(Saved data entries)

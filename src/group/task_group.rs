//! Task groups: an ordered batch of tasks executed together.
//!
//! Each `execute` call creates one execution with a result slot per member.
//! Only one execution is current at a time; later calls queue behind it and
//! start when the current one resolves.

use crate::error::{Result, TaskError, TaskPoolError};
use crate::scheduler::Shared;
use crate::scheduler::manager::Placement;
use crate::task::handle::{Resolver, channel};
use crate::task::record::TaskInner;
use crate::task::*;
use parking_lot::ReentrantMutex;
use std::cell::RefCell;
use std::collections::VecDeque;
use std::sync::{Arc, Weak};
use tracing::{debug, info};

struct GroupExecution {
    priority: Priority,
    results: Vec<Option<TaskOutcome>>,
    finished: usize,
    resolver: Resolver<Vec<TaskOutcome>>,
}

impl GroupExecution {
    fn new(priority: Priority, members: usize, resolver: Resolver<Vec<TaskOutcome>>) -> Self {
        Self {
            priority,
            results: vec![None; members],
            finished: 0,
            resolver,
        }
    }
}

struct GroupState {
    status: TaskState,
    members: Vec<Arc<TaskInner>>,
    current: Option<GroupExecution>,
    pending: VecDeque<GroupExecution>,
    released: bool,
    unregistered: bool,
}

pub(crate) struct GroupInner {
    pub(crate) id: GroupId,
    name: String,
    shared: Weak<Shared>,
    state: ReentrantMutex<RefCell<GroupState>>,
}

impl GroupInner {
    pub(crate) fn new(name: impl Into<String>, shared: Weak<Shared>) -> Self {
        Self {
            id: GroupId::next(),
            name: name.into(),
            shared,
            state: ReentrantMutex::new(RefCell::new(GroupState {
                status: TaskState::NotFound,
                members: Vec::new(),
                current: None,
                pending: VecDeque::new(),
                released: false,
                unregistered: false,
            })),
        }
    }

    fn shared(&self) -> Result<Arc<Shared>> {
        self.shared.upgrade().ok_or(TaskPoolError::Shutdown)
    }

    pub(crate) fn status(&self) -> TaskState {
        self.state.lock().borrow().status
    }

    pub(crate) fn len(&self) -> usize {
        self.state.lock().borrow().members.len()
    }

    pub(crate) fn add_task(&self, task: &Arc<TaskInner>) -> Result<()> {
        let shared = self.shared()?;
        let guard = self.state.lock();
        let mut st = guard.borrow_mut();
        if st.status != TaskState::NotFound {
            return Err(TaskPoolError::validation(format!(
                "tasks can only be added to {} before its first execution",
                self.id
            )));
        }
        if task.state() != TaskState::NotFound {
            return Err(TaskPoolError::validation(format!(
                "task {} has already been executed",
                task.id
            )));
        }
        if !task.is_unowned() {
            return Err(TaskPoolError::validation(format!(
                "task {} already belongs to a group or sequence runner",
                task.id
            )));
        }
        if task.is_long_running() || task.is_periodic() {
            return Err(TaskPoolError::validation(format!(
                "task {} is {:?} and cannot join a group",
                task.id,
                task.task_type()
            )));
        }
        if shared.has_dependencies(task.id) {
            return Err(TaskPoolError::validation(format!(
                "task {} has dependencies and cannot join a group",
                task.id
            )));
        }

        task.set_group(self.id);
        task.set_task_type(TaskType::GroupMember);
        task.retain();
        st.members.push(task.clone());
        debug!("Added task {} to {} ({})", task.id, self.id, self.name);
        Ok(())
    }

    pub(crate) fn execute(&self, priority: Priority) -> Result<GroupHandle> {
        let shared = self.shared()?;
        if shared.is_shut_down() {
            return Err(TaskPoolError::Shutdown);
        }
        let guard = self.state.lock();
        let (resolver, handle) = channel(self.id.as_u64());
        {
            let mut st = guard.borrow_mut();
            if st.status == TaskState::Canceled {
                return Err(TaskPoolError::validation(format!(
                    "{} has been canceled",
                    self.id
                )));
            }
            if st.members.is_empty() {
                st.status = TaskState::Finished;
                resolver.resolve(Ok(Vec::new()));
                return Ok(handle);
            }
            let execution = GroupExecution::new(priority, st.members.len(), resolver);
            if st.current.is_some() {
                st.pending.push_back(execution);
                debug!("Queued execution of {} behind the current one", self.id);
                return Ok(handle);
            }
            st.current = Some(execution);
            st.status = TaskState::Waiting;
        }
        info!("Executing {} ({}) with priority {}", self.id, self.name, priority);
        self.start_current(&shared);
        Ok(handle)
    }

    /// Admit every member for the current execution
    fn start_current(&self, shared: &Shared) {
        let guard = self.state.lock();
        let (members, priority) = {
            let st = guard.borrow();
            let Some(current) = st.current.as_ref() else {
                return;
            };
            (st.members.clone(), current.priority)
        };
        for member in &members {
            let admitted = if member.state() == TaskState::Canceled {
                Err(TaskError::Canceled)
            } else {
                shared
                    .start_execution(member, priority, None, Placement::Ready)
                    .map_err(|e| match e {
                        TaskPoolError::Shutdown => TaskError::Shutdown,
                        other => TaskError::Execution {
                            message: other.to_string(),
                        },
                    })
            };
            if let Err(error) = admitted {
                self.on_member_done(member.id, &Err(error));
            }
        }
    }

    pub(crate) fn mark_running(&self) {
        let guard = self.state.lock();
        let mut st = guard.borrow_mut();
        if st.status == TaskState::Waiting {
            st.status = TaskState::Running;
        }
    }

    /// Record a member outcome; resolves the execution when it was the last one
    pub(crate) fn on_member_done(&self, task: TaskId, outcome: &TaskOutcome) {
        let guard = self.state.lock();
        let finished = {
            let mut st = guard.borrow_mut();
            let Some(index) = st.members.iter().position(|member| member.id == task) else {
                return;
            };
            let member_count = st.members.len();
            let Some(current) = st.current.as_mut() else {
                return;
            };
            if current.results[index].is_some() {
                return;
            }
            current.results[index] = Some(outcome.clone());
            current.finished += 1;
            if current.finished < member_count {
                return;
            }
            let execution = st.current.take();
            if st.status != TaskState::Canceled {
                st.status = TaskState::Finished;
            }
            execution
        };

        if let Some(execution) = finished {
            if matches!(outcome, Err(TaskError::Canceled)) {
                info!("Last pending member of {} was canceled", self.id);
                execution.resolver.resolve(Err(TaskError::GroupCanceled));
            } else {
                let results = execution
                    .results
                    .into_iter()
                    .map(|result| result.unwrap_or(Err(TaskError::Canceled)))
                    .collect();
                info!("{} finished", self.id);
                execution.resolver.resolve(Ok(results));
            }
        }

        let next_started = {
            let mut st = guard.borrow_mut();
            match st.pending.pop_front() {
                Some(next) if st.status != TaskState::Canceled => {
                    st.current = Some(next);
                    st.status = TaskState::Waiting;
                    true
                }
                _ => false,
            }
        };
        if next_started {
            if let Some(shared) = self.shared.upgrade() {
                self.start_current(&shared);
            }
        } else if guard.borrow().released {
            self.unregister();
        }
    }

    /// Cancel the whole group: pending executions, the current execution and
    /// every unfinished member. A cancelled group cannot run again.
    pub(crate) fn cancel(&self) -> Result<()> {
        let shared = self.shared()?;
        let guard = self.state.lock();
        let (executions, members) = {
            let mut st = guard.borrow_mut();
            match st.status {
                TaskState::NotFound => {
                    return Err(TaskPoolError::scheduling(format!(
                        "{} has not been executed",
                        self.id
                    )));
                }
                TaskState::Canceled => return Ok(()),
                _ => {}
            }
            st.status = TaskState::Canceled;
            let mut executions: Vec<GroupExecution> = st.pending.drain(..).collect();
            executions.extend(st.current.take());
            (executions, st.members.clone())
        };

        info!(
            "Canceling {} with {} outstanding executions",
            self.id,
            executions.len()
        );
        for member in members {
            if matches!(
                member.state(),
                TaskState::Waiting | TaskState::Running | TaskState::Delayed
            ) {
                let _ = shared.cancel_task(&member);
            }
        }
        for execution in executions {
            execution.resolver.resolve(Err(TaskError::GroupCanceled));
        }
        if guard.borrow().released {
            self.unregister();
        }
        Ok(())
    }

    /// The owning handle was dropped
    pub(crate) fn release(&self) {
        let guard = self.state.lock();
        let idle = {
            let mut st = guard.borrow_mut();
            st.released = true;
            st.current.is_none()
        };
        if idle {
            self.unregister();
        }
    }

    fn unregister(&self) {
        let guard = self.state.lock();
        let members = {
            let mut st = guard.borrow_mut();
            if st.unregistered {
                return;
            }
            st.unregistered = true;
            std::mem::take(&mut st.members)
        };
        let Some(shared) = self.shared.upgrade() else {
            return;
        };
        shared.groups.lock().remove(&self.id);
        for member in members {
            member.release_ref();
            shared.maybe_reclaim(&member);
        }
        debug!("{} released", self.id);
    }
}

/// An ordered batch of tasks with aggregate completion.
///
/// Dropping the group releases it once no execution is in flight.
pub struct TaskGroup {
    inner: Arc<GroupInner>,
}

impl TaskGroup {
    pub(crate) fn new(inner: Arc<GroupInner>) -> Self {
        Self { inner }
    }

    pub fn id(&self) -> GroupId {
        self.inner.id
    }

    pub fn name(&self) -> &str {
        &self.inner.name
    }

    pub fn state(&self) -> TaskState {
        self.inner.status()
    }

    pub fn len(&self) -> usize {
        self.inner.len()
    }

    pub fn is_empty(&self) -> bool {
        self.len() == 0
    }

    /// Add a member. Only allowed before the first execution.
    pub fn add_task(&self, task: &Task) -> Result<()> {
        self.inner.add_task(task.inner())
    }

    /// Run every member. The handle resolves with the member outcomes in the
    /// order they were added.
    pub fn execute(&self, priority: Priority) -> Result<GroupHandle> {
        self.inner.execute(priority)
    }

    pub fn cancel(&self) -> Result<()> {
        self.inner.cancel()
    }
}

impl Drop for TaskGroup {
    fn drop(&mut self) {
        self.inner.release();
    }
}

:: WORK TO COMPLETE ::
Nothing but the lines from the one with "self.inner.len()" through the final line of the data above should be output, exactly as written.

:: OUTPUT FOR THIS TASK ::
        self.inner.len()
    }

    pub fn is_empty(&self) -> bool {
        self.len() == 0
    }

    /// Add a member. Only allowed before the first execution.
    pub fn add_task(&self, task: &Task) -> Result<()> {
        self.inner.add_task(task.inner())
    }

    /// Run every member. The handle resolves with the member outcomes in the
    /// order they were added.
    pub fn execute(&self, priority: Priority) -> Result<GroupHandle> {
        self.inner.execute(priority)
    }

    pub fn cancel(&self) -> Result<()> {
        self.inner.cancel()
    }
}

impl Drop for TaskGroup {
    fn drop(&mut self) {
        self.inner.release();
    }
}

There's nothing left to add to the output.